On the delivery side, there have been big moves in the digital world, with apps like Just Eat and Deliveroo acting as fantastic platforms to launch from.
But many businesses took matters into their own hands, investing in websites and systems that could sustain a long-term takeaway strategy that also worked for consumers. 
There have also been breakthroughs in how food is being packaged, with that restaurant feel coming from the quality of the packaging itself.
"A drive for more sustainable materials and recycling schemes has encouraged a bigger discussion in the industry"
This is an extension of the restaurant experience and thus packaging has advanced to match the themes of the business, but most importantly, keep the food both hot and well-structured. Gone are the days where food turns up messy and lukewarm.
While there were environmental consequences of this increase in bespoke packaging, a drive for more sustainable materials and recycling schemes has encouraged a bigger discussion in the industry, which will in-turn lead to further positive breakthroughs.
There is still research taking place on the use of temperature-controlled vehicles versus the advantages of relying solely on packaging to maintain the food quality. These discussions will continue as the industry rolls on boldly forward. 

Spoilt for choice

You might have also noticed that the menus have changed on your local takeaways. There are now more options and crucially, food that you may be able to order in one of the restaurant locations.
In the past, takeaway menus were viewed as a lower priority, with businesses looking to create simplified food that could be made efficiently and for low cost.
The pandemic crafted a shift in that strategy, and it was much-needed.
Restaurants will often now offer the exact same food that you can eat in the restaurant, at the same quality, or a bespoke personalised menu that takes advantage of the takeaway model.
Menus feel more thoughtful and, crucially, play into the overall eating experience. 

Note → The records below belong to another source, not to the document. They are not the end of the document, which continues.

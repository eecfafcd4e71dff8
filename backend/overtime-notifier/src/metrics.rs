// src/metrics.rs

// Alert thresholds, percent of the monthly target
pub const CRITICAL_PERCENT: u32 = 100;
pub const WARNING_PERCENT: u32 = 90;
pub const CAUTION_PERCENT: u32 = 80;
pub const NOTE_PERCENT: u32 = 50;

/// `numerator / denominator * 100`, rounded half-to-even. A zero denominator yields 0.
pub fn percentage(numerator: u32, denominator: u32) -> u32 {
    if denominator == 0 {
        return 0;
    }
    let ratio = f64::from(numerator) / f64::from(denominator) * 100.0;
    ratio.round_ties_even() as u32
}

/// Formats minutes as `H:MM`, e.g. 65 -> "1:05".
pub fn format_minutes(minutes: u32) -> String {
    format!("{}:{:02}", minutes / 60, minutes % 60)
}

/// `H:MM (N min)`
pub fn format_minutes_with_raw(minutes: u32) -> String {
    format!("{} ({} min)", format_minutes(minutes), minutes)
}

#[derive(Debug, Clone, Copy, PartialEq, Eq, PartialOrd, Ord)]
pub enum AlertLevel {
    Clear,
    Note,
    Caution,
    Warning,
    Critical,
}

impl AlertLevel {
    pub fn from_percent(percent_target: u32) -> Self {
        if percent_target >= CRITICAL_PERCENT {
            AlertLevel::Critical
        } else if percent_target >= WARNING_PERCENT {
            AlertLevel::Warning
        } else if percent_target >= CAUTION_PERCENT {
            AlertLevel::Caution
        } else if percent_target >= NOTE_PERCENT {
            AlertLevel::Note
        } else {
            AlertLevel::Clear
        }
    }

    pub fn marker(&self) -> &'static str {
        match self {
            AlertLevel::Critical => "🚨",
            AlertLevel::Warning | AlertLevel::Caution => "⚠️",
            AlertLevel::Note => "📘",
            AlertLevel::Clear => "✅",
        }
    }

    pub fn description(&self) -> &'static str {
        match self {
            AlertLevel::Critical => "critical: over 100%",
            AlertLevel::Warning => "warning: over 90%",
            AlertLevel::Caution => "caution: over 80%",
            AlertLevel::Note => "note: over 50%",
            AlertLevel::Clear => "no issue",
        }
    }

    pub fn annotation(&self) -> String {
        format!("{} {}", self.marker(), self.description())
    }
}

#[cfg(test)]
mod tests {
    use super::*;

    #[test]
    fn percentage_of_zero_denominator_is_zero() {
        for x in [0, 1, 450, 600, u32::MAX] {
            assert_eq!(percentage(x, 0), 0);
        }
    }

    #[test]
    fn percentage_rounds() {
        assert_eq!(percentage(450, 600), 75);
        assert_eq!(percentage(600, 600), 100);
        assert_eq!(percentage(650, 600), 108);
        assert_eq!(percentage(650, 500), 130);
        assert_eq!(percentage(2, 3), 67);
    }

    #[test]
    fn percentage_ties_round_to_even() {
        // 12.5 and 37.5
        assert_eq!(percentage(1, 8), 12);
        assert_eq!(percentage(3, 8), 38);
    }

    #[test]
    fn format_minutes_pads_remainder() {
        assert_eq!(format_minutes(0), "0:00");
        assert_eq!(format_minutes(65), "1:05");
        assert_eq!(format_minutes(600), "10:00");
        assert_eq!(format_minutes(59), "0:59");
        assert_eq!(format_minutes(1501), "25:01");
        assert_eq!(format_minutes_with_raw(50), "0:50 (50 min)");
    }

    #[test]
    fn alert_level_uses_first_matching_threshold() {
        assert_eq!(AlertLevel::from_percent(150), AlertLevel::Critical);
        assert_eq!(AlertLevel::from_percent(100), AlertLevel::Critical);
        assert_eq!(AlertLevel::from_percent(99), AlertLevel::Warning);
        assert_eq!(AlertLevel::from_percent(90), AlertLevel::Warning);
        assert_eq!(AlertLevel::from_percent(89), AlertLevel::Caution);
        assert_eq!(AlertLevel::from_percent(80), AlertLevel::Caution);
        assert_eq!(AlertLevel::from_percent(79), AlertLevel::Note);
        assert_eq!(AlertLevel::from_percent(50), AlertLevel::Note);
        assert_eq!(AlertLevel::from_percent(49), AlertLevel::Clear);
        assert_eq!(AlertLevel::from_percent(0), AlertLevel::Clear);
    }

    #[test]
    fn annotation_combines_marker_and_description() {
        assert_eq!(AlertLevel::Critical.annotation(), "🚨 critical: over 100%");
        assert_eq!(AlertLevel::Clear.annotation(), "✅ no issue");
    }
}
// src/main.rs
use clap::Parser;
use reqwest::Client;
use std::path::PathBuf;
use std::sync::Arc;
use std::time::Duration;
use thiserror::Error;
use tracing::info;
use tracing_subscriber::{layer::SubscriberExt, util::SubscriberInitExt};

mod clock;
mod config;
mod history_log;
mod holidays;
mod metrics;
mod model;
mod notified_flag;
mod overtime_client;
mod policy;
mod report;
mod runner;
mod slack_notifier;

mod runner_tests;

use clock::SystemClock;
use config::{Config, ConfigError};
use history_log::HistoryLog;
use holidays::JapaneseHolidayCalendar;
use notified_flag::NotifiedFlag;
use overtime_client::OvertimeApiClient;
use policy::NotificationPolicy;
use runner::{RunOutcome, Runner};
use slack_notifier::{NotificationError, SlackNotifier};

#[derive(Error, Debug)]
pub enum AppError {
    #[error("Configuration error: {0}")]
    Config(#[from] ConfigError),
    #[error("HTTP client setup failed: {0}")]
    Http(#[from] reqwest::Error),
    #[error("Notifier setup failed: {0}")]
    Notifier(#[from] NotificationError),
}

/// Compare this month's overtime with the target and last month, and DM a report when due.
#[derive(Parser, Debug)]
#[command(version, about)]
struct Cli {
    /// Print the report and decision without sending or writing anything
    #[arg(long)]
    dry_run: bool,

    /// Directory for notify_history.log (overrides LOG_DIR)
    #[arg(long)]
    log_dir: Option<PathBuf>,

    /// Weekly notification flag file (overrides NOTIFIED_FLAG_PATH)
    #[arg(long)]
    flag_file: Option<PathBuf>,

    /// Load settings from this file instead of ./.env
    #[arg(long)]
    env_file: Option<PathBuf>,
}

#[tokio::main]
async fn main() -> Result<(), AppError> {
    let cli = Cli::parse();

    tracing_subscriber::registry()
        .with(
            tracing_subscriber::EnvFilter::try_from_default_env()
                .unwrap_or_else(|_| "info".into()),
        )
        .with(tracing_subscriber::fmt::layer())
        .init();

    // --- Load Configuration ---
    let config = match &cli.env_file {
        Some(path) => Config::from_env_file(path)?,
        None => Config::from_env()?,
    };
    let target = config.target();
    let log_dir = cli.log_dir.clone().unwrap_or_else(|| config.log_dir.clone());
    let flag_path = cli
        .flag_file
        .clone()
        .unwrap_or_else(|| config.notified_flag_path.clone());
    info!(
        "Configuration loaded. Target: {} min, {} recipient(s), log dir: {}, flag: {}",
        target.target_minutes,
        target.recipients.len(),
        log_dir.display(),
        flag_path.display()
    );

    // --- Collaborators ---
    let http_client = Client::builder().timeout(Duration::from_secs(30)).build()?;
    let source = OvertimeApiClient::new(config.api_config(), http_client);
    let dispatcher = SlackNotifier::new(&config.slack_bot_token)?;
    let calendar = JapaneseHolidayCalendar::new(config.extra_holiday_dates()?);
    let policy = NotificationPolicy::new(Arc::new(calendar), config.weekly_report_slot()?);

    let runner = Runner::new(
        target,
        Arc::new(SystemClock),
        Arc::new(source),
        Arc::new(dispatcher),
        policy,
        NotifiedFlag::new(flag_path),
        HistoryLog::in_dir(log_dir),
    )
    .dry_run(cli.dry_run);

    // Every outcome exits 0
    match runner.run().await {
        RunOutcome::DataUnavailable => info!("Run finished: overtime data unavailable"),
        RunOutcome::Notified { reason, dispatch } => info!(
            "Run finished: notified ({:?}), {} delivered, {} failed",
            reason,
            dispatch.delivered.len(),
            dispatch.failed.len()
        ),
        RunOutcome::Skipped(reason) => info!("Run finished: skipped ({})", reason),
        RunOutcome::DryRun(decision) => info!("Run finished: dry run ({:?})", decision),
    }

    Ok(())
}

Setting the ambience at home

woman enjoys takeaway meal at home with laptop
That takeaway experience cannot be undervalued. When people order a takeaway it isn’t just a cheap and easy option. It’s an event unto itself. A treat that might be shared with loved ones or strangers.
Restaurants are tapping into that experience and experimenting with ways they can set themselves apart from rivals.
The packaging is one aspect of that, but presentation is another. Restaurants are thinking about how you open your food, how it looks and how it is set out.
"Spotify playlists craft a more immersive dining atmosphere"
Some restaurants are using technology to advance their concept further, including elements like QR codes or even links to Spotify playlists to craft a more immersive dining atmosphere.
This a new era in the takeaway industry—one that is open to big ideas.
There are sure to be more changes on the way, but fundamentally this overhaul has given takeaway businesses the kick they needed to embrace that restaurant-quality state of mind.